As for the motion to strike, Rule 68(a) provides that "a party defending against a claim may serve on an opposing party an offer to allow judgment on specified terms, with the costs then accrued. If, within 10 days after being served, the opposing party serves written notice accepting the offer, either party may then file the offer and notice of acceptance, plus proof of service. The clerk must then enter judgment" (emphases added). The clear implication is that an offer of judgment must not be filed with the Court unless it is accepted. See Kason v. Amphenol Corp., 132 F.R.D. 197, 197 (N.D. Ill. 1990). The purpose of the prohibition is to prevent undue influence upon the Court and/or potential jury members. See Hopper v. Euclid Manor Nursing Home, Inc., 867 F.2d 291, 294-295 (6th Cir. 1989).
The GAL argues that this rule does not apply to him because he is not a "party" to the litigation. This is a distinction without a difference. The GAL is appointed to represent the best interests of the minor children, who are quite clearly "parties" to this litigation. A party represented by counsel could not evade the rule by arguing that the offer of judgment was filed by his attorney. The Court will strike the offer of judgment.

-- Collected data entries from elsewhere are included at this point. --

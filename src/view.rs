/// Observer-side summary of a run, folded from worker events.
///
/// This is what a front end shows: probe count, run time, countdown,
/// last probe time and the last error.
use crate::worker::{format_elapsed, FinishReason, RunConfig, WorkerEvent};
use chrono::{DateTime, Utc};
use serde::Serialize;
use std::path::{Path, PathBuf};

/// Coarse status label for display.
#[derive(Debug, Clone, Copy, PartialEq, Eq, Serialize)]
#[serde(rename_all = "snake_case")]
pub enum RunStatus {
    Idle,
    Running,
    Stopped,
    Error,
}

#[derive(Debug, Clone, Serialize)]
pub struct RunView {
    pub status: RunStatus,
    pub target: Option<PathBuf>,
    pub config: Option<RunConfig>,
    pub probe_count: u64,
    /// Run time as `HH:MM:SS`.
    pub elapsed: String,
    /// Seconds until the next probe; `None` when not counting down.
    pub seconds_to_next: Option<u64>,
    pub last_probe_at: Option<DateTime<Utc>>,
    pub last_error: Option<String>,
    pub finish_reason: Option<FinishReason>,
}

impl Default for RunView {
    fn default() -> Self {
        Self {
            status: RunStatus::Idle,
            target: None,
            config: None,
            probe_count: 0,
            elapsed: format_elapsed(std::time::Duration::ZERO),
            seconds_to_next: None,
            last_probe_at: None,
            last_error: None,
            finish_reason: None,
        }
    }
}

impl RunView {
    /// Reset for a run that was just started.
    pub fn begin(&mut self, target: &Path, config: RunConfig) {
        *self = Self {
            status: RunStatus::Running,
            target: Some(target.to_path_buf()),
            config: Some(config),
            ..Self::default()
        };
    }

    pub fn apply(&mut self, event: &WorkerEvent) {
        match event {
            WorkerEvent::ProbeSucceeded { count, at } => {
                self.probe_count = *count;
                self.last_probe_at = Some(*at);
            }
            WorkerEvent::CountdownTick {
                elapsed,
                seconds_to_next,
            } => {
                self.elapsed = format_elapsed(*elapsed);
                self.seconds_to_next = Some(*seconds_to_next);
            }
            WorkerEvent::ProbeFailed { message } => {
                self.status = RunStatus::Error;
                self.seconds_to_next = None;
                self.last_error = Some(message.clone());
            }
            WorkerEvent::Finished { reason, probes } => {
                self.status = RunStatus::Stopped;
                self.seconds_to_next = None;
                self.probe_count = *probes;
                self.finish_reason = Some(*reason);
            }
        }
    }
}

#[cfg(test)]
mod tests {
    use super::*;
    use std::time::Duration;

    fn running_view() -> RunView {
        let mut view = RunView::default();
        view.begin(Path::new("/mnt/disk/keepalive.bin"), RunConfig::new(60, 0));
        view
    }

    #[test]
    fn test_default_is_idle() {
        let view = RunView::default();
        assert_eq!(view.status, RunStatus::Idle);
        assert_eq!(view.elapsed, "00:00:00");
        assert!(view.target.is_none());
    }

    #[test]
    fn test_begin_resets_previous_run() {
        let mut view = running_view();
        view.apply(&WorkerEvent::ProbeFailed {
            message: "gone".to_string(),
        });
        assert_eq!(view.status, RunStatus::Error);

        view.begin(Path::new("/mnt/other.bin"), RunConfig::new(5, 10));
        assert_eq!(view.status, RunStatus::Running);
        assert_eq!(view.probe_count, 0);
        assert!(view.last_error.is_none());
        assert_eq!(view.config, Some(RunConfig::new(5, 10)));
    }

    #[test]
    fn test_probe_and_tick_update_counters() {
        let mut view = running_view();
        let at = Utc::now();
        view.apply(&WorkerEvent::ProbeSucceeded { count: 7, at });
        view.apply(&WorkerEvent::CountdownTick {
            elapsed: Duration::from_secs(3725),
            seconds_to_next: 42,
        });

        assert_eq!(view.probe_count, 7);
        assert_eq!(view.last_probe_at, Some(at));
        assert_eq!(view.elapsed, "01:02:05");
        assert_eq!(view.seconds_to_next, Some(42));
        assert_eq!(view.status, RunStatus::Running);
    }

    #[test]
    fn test_finished_clears_countdown() {
        let mut view = running_view();
        view.apply(&WorkerEvent::CountdownTick {
            elapsed: Duration::from_secs(1),
            seconds_to_next: 3,
        });
        view.apply(&WorkerEvent::Finished {
            reason: FinishReason::DurationReached,
            probes: 9,
        });

        assert_eq!(view.status, RunStatus::Stopped);
        assert_eq!(view.seconds_to_next, None);
        assert_eq!(view.probe_count, 9);
        assert_eq!(view.finish_reason, Some(FinishReason::DurationReached));
        // Run time stays visible after the run ends
        assert_eq!(view.elapsed, "00:00:01");
    }

    #[test]
    fn test_failure_records_message() {
        let mut view = running_view();
        view.apply(&WorkerEvent::ProbeFailed {
            message: "failed to open /mnt/disk/keepalive.bin".to_string(),
        });
        assert_eq!(view.status, RunStatus::Error);
        assert_eq!(
            view.last_error.as_deref(),
            Some("failed to open /mnt/disk/keepalive.bin")
        );
        assert!(view.finish_reason.is_none());
    }
}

NOW, THEREFORE, BASED ON THE FOREGOING, IT IS HEREBY ORDERED THAT:
1. The GAL's motion for an immediate hearing and to stay the offer of judgment [D. 157] is DENIED; and
2. The defendants' motion to strike the offer of judgment as enclosures to the GAL's August 4, 2008 letter [D. 160] is GRANTED. The Clerk of Court is directed to strike pages 3-10 in Docket No. 157.